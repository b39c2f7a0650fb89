//! Deterministic temporal-graph instance generation for
//! dynamic-connectivity benchmarks.
//!
//! Two generators share one textual event format: [`TemporalReplayGenerator`]
//! replays real timestamped edge datasets under a fixed edge-survival (TTL)
//! model, and [`ClusteredGraphGenerator`] synthesizes a clique-structured
//! graph and applies a randomized edit sequence. Both draw every random
//! decision from a single seeded generator, so identical parameters and seed
//! reproduce byte-identical output.

mod cliques;
mod edge;
mod error;
mod replay;
mod writer;

pub use crate::{
    cliques::{CliqueConfig, CliqueStats, ClusteredGraphGenerator, WARMUP_STEPS},
    edge::{Edge, TimedEdge, VertexId},
    error::{GeneratorError, Result},
    replay::{
        DEFAULT_SURVIVAL_TIME, ReplayConfig, ReplayStats, TemporalReplayGenerator,
        derive_test_points,
    },
    writer::InstanceWriter,
};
:::::
» **Problem description**:
Reproduce the lines from the one containing "mod writer;" to the end of the entries, keeping both ends and adding nothing.

» **Expected answer**:
mod writer;

pub use crate::{
    cliques::{CliqueConfig, CliqueStats, ClusteredGraphGenerator, WARMUP_STEPS},
    edge::{Edge, TimedEdge, VertexId},
    error::{GeneratorError, Result},
    replay::{
        DEFAULT_SURVIVAL_TIME, ReplayConfig, ReplayStats, TemporalReplayGenerator,
        derive_test_points,
    },
    writer::InstanceWriter,
};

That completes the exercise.